■ Stored data entries ■
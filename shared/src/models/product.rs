//! Finished product models

use rust_decimal::Decimal;
use serde::{Deserialize, Serialize};
use uuid::Uuid;
use validator::Validate;

use crate::types::StockLevel;
use crate::validation::validate_price;

/// A finished product kept in stock and sold
#[derive(Debug, Clone, PartialEq, Eq, Serialize, Deserialize)]
pub struct Product {
    pub id: Uuid,
    pub name: String,
    #[serde(rename = "type")]
    pub product_type: String,
    pub color: Option<String>,
    pub stock: i32,
    pub min_stock: i32,
    pub sale_price: Decimal,
}

impl StockLevel for Product {
    fn stock(&self) -> i32 {
        self.stock
    }

    fn min_stock(&self) -> i32 {
        self.min_stock
    }
}

/// Input for creating a product
#[derive(Debug, Clone, Deserialize, Validate)]
pub struct NewProduct {
    #[validate(length(min = 1, max = 100))]
    pub name: String,
    #[serde(rename = "type")]
    #[validate(length(min = 1, max = 50))]
    pub product_type: String,
    #[validate(length(max = 50))]
    pub color: Option<String>,
    #[serde(default)]
    #[validate(range(min = 0))]
    pub stock: i32,
    #[serde(default)]
    #[validate(range(min = 0))]
    pub min_stock: i32,
    #[validate(custom = "validate_price")]
    pub sale_price: Decimal,
}

/// Partial update of a product
#[derive(Debug, Clone, Default, Deserialize, Validate)]
pub struct ProductUpdate {
    #[validate(length(min = 1, max = 100))]
    pub name: Option<String>,
    #[serde(rename = "type")]
    #[validate(length(min = 1, max = 50))]
    pub product_type: Option<String>,
    #[validate(length(max = 50))]
    pub color: Option<String>,
    #[validate(range(min = 0))]
    pub stock: Option<i32>,
    #[validate(range(min = 0))]
    pub min_stock: Option<i32>,
    #[validate(custom = "validate_price")]
    pub sale_price: Option<Decimal>,
}

impl ProductUpdate {
    /// Apply every descriptive field that is set; stock is planned separately
    pub fn apply_fields(&self, product: &mut Product) {
        if let Some(name) = &self.name {
            product.name = name.clone();
        }
        if let Some(product_type) = &self.product_type {
            product.product_type = product_type.clone();
        }
        if let Some(color) = &self.color {
            product.color = Some(color.clone());
        }
        if let Some(min_stock) = self.min_stock {
            product.min_stock = min_stock;
        }
        if let Some(sale_price) = self.sale_price {
            product.sale_price = sale_price;
        }
    }
}
impl TryFrom<OrderViewRow> for PurchaseOrderView {
    type Error = AppError;

    fn try_from(row: OrderViewRow) -> Result<Self, Self::Error> {
        Ok(PurchaseOrderView {
            order: row.order.try_into()?,
            supplier_name: row.supplier_name,
        })
    }
}

#[derive(Debug, FromRow)]
struct KardexRow {
    id: Uuid,
    created_at: DateTime<Utc>,
    movement_type: String,
    quantity: i32,
    stock_before: i32,
    stock_after: i32,
    note: Option<String>,
    material_id: Option<Uuid>,
    product_id: Option<Uuid>,
    user_id: Uuid,
}

impl TryFrom<KardexRow> for KardexEntry {
    type Error = AppError;

    fn try_from(row: KardexRow) -> Result<Self, Self::Error> {
        Ok(KardexEntry {
            id: row.id,
            created_at: row.created_at,
            movement_type: row.movement_type.parse::<MovementType>().map_err(AppError::Internal)?,
            quantity: row.quantity,
            stock_before: row.stock_before,
            stock_after: row.stock_after,
            note: row.note,
            item: StockItem::from_refs(row.material_id, row.product_id)
                .map_err(|e| AppError::Internal(e.to_string()))?,
            user_id: row.user_id,
        })
    }
}

#[derive(Debug, FromRow)]
struct KardexViewRow {
    #[sqlx(flatten)]
    entry: KardexRow,
    username: Option<String>,
    material_name: Option<String>,
    product_name: Option<String>,
}

impl TryFrom<KardexViewRow> for KardexView {
    type Error = AppError;

    fn try_from(row: KardexViewRow) -> Result<Self, Self::Error> {
        Ok(KardexView {
            entry: row.entry.try_into()?,
            username: row.username,
            material_name: row.material_name,
            product_name: row.product_name,
        })
    }
}

const MATERIAL_COLUMNS: &str = "id, name, material_type, color, stock, min_stock";
const PRODUCT_COLUMNS: &str = "id, name, product_type, color, stock, min_stock, sale_price";
const KARDEX_COLUMNS: &str =
    "id, created_at, movement_type, quantity, stock_before, stock_after, note, material_id, product_id, user_id";

const SUPPLIER_SELECT: &str = r#"
    SELECT s.id, s.name, s.contact_person, s.phone, s.email, s.address, s.material_id,
           m.name AS material_name
    FROM suppliers s
    LEFT JOIN materials m ON m.id = s.material_id
"#;

const ORDER_SELECT: &str = r#"
    SELECT o.id, o.created_at, o.quantity, o.status, o.supplier_id, o.material_id, o.user_id,
           s.name AS supplier_name
    FROM purchase_orders o
    LEFT JOIN suppliers s ON s.id = o.supplier_id
"#;

fn table_for(item: StockItem) -> &'static str {
    match item {
        StockItem::Material(_) => "materials",
        StockItem::Product(_) => "products",
    }
}

fn is_unique_violation(err: &sqlx::Error) -> bool {
    err.as_database_error()
        .map_or(false, |db_err| db_err.is_unique_violation())
}

async fn insert_kardex_row<'e, E: PgExecutor<'e>>(executor: E, entry: &NewKardexEntry) -> AppResult<KardexEntry> {
    let row = sqlx::query_as::<_, KardexRow>(&format!(
        r#"
        INSERT INTO kardex (
            movement_type, quantity, stock_before, stock_after, note, material_id, product_id, user_id
        )
        VALUES ($1, $2, $3, $4, $5, $6, $7, $8)
        RETURNING {KARDEX_COLUMNS}
        "#
    ))
    .bind(entry.movement.movement_type.as_str())
    .bind(entry.movement.quantity)
    .bind(entry.movement.stock_before)
    .bind(entry.movement.stock_after)
    .bind(&entry.note)
    .bind(entry.item.material_id())
    .bind(entry.item.product_id())
    .bind(entry.user_id)
    .fetch_one(executor)
    .await?;

    row.try_into()
}

/// Record a planned movement against a row that is already locked
async fn record_movement(
    tx: &mut Transaction<'_, Postgres>,
    item: StockItem,
    movement: Option<Movement>,
    request: &StockRequest,
) -> AppResult<Option<KardexEntry>> {
    let Some(movement) = movement else {
        return Ok(None);
    };

    sqlx::query(&format!("UPDATE {} SET stock = $2 WHERE id = $1", table_for(item)))
        .bind(item.id())
        .bind(movement.stock_after)
        .execute(&mut **tx)
        .await?;

    let entry = insert_kardex_row(
        &mut **tx,
        &NewKardexEntry {
            item,
            movement,
            note: Some(request.note.clone()),
            user_id: request.user_id,
        },
    )
    .await?;

    Ok(Some(entry))
}

/// Lock an item's row and apply a stock change to it
async fn apply_stock_change(
    tx: &mut Transaction<'_, Postgres>,
    item: StockItem,
    request: &StockRequest,
) -> AppResult<Option<KardexEntry>> {
    let stock = sqlx::query_scalar::<_, i32>(&format!(
        "SELECT stock FROM {} WHERE id = $1 FOR UPDATE",
        table_for(item)
    ))
    .bind(item.id())
    .fetch_optional(&mut **tx)
    .await?
    .ok_or_else(|| AppError::NotFound(item.resource().to_string()))?;

    let movement = plan_movement(stock, request.change)?;
    record_movement(tx, item, movement, request).await
}

impl PgStore {
    async fn fetch_material(&self, id: Uuid) -> AppResult<Material> {
        self.get_material(id)
            .await?
            .ok_or_else(|| AppError::NotFound("Material".to_string()))
    }

    async fn fetch_product(&self, id: Uuid) -> AppResult<Product> {
        self.get_product(id)
            .await?
            .ok_or_else(|| AppError::NotFound("Product".to_string()))
    }
}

■ Required action ■
Copy out each line of the entries where the word "bind" is found.

■ Exercise output ■
    .bind(entry.movement.movement_type.as_str())
    .bind(entry.movement.quantity)
    .bind(entry.movement.stock_before)
    .bind(entry.movement.stock_after)
    .bind(&entry.note)
    .bind(entry.item.material_id())
    .bind(entry.item.product_id())
    .bind(entry.user_id)
        .bind(item.id())
        .bind(movement.stock_after)
    .bind(item.id())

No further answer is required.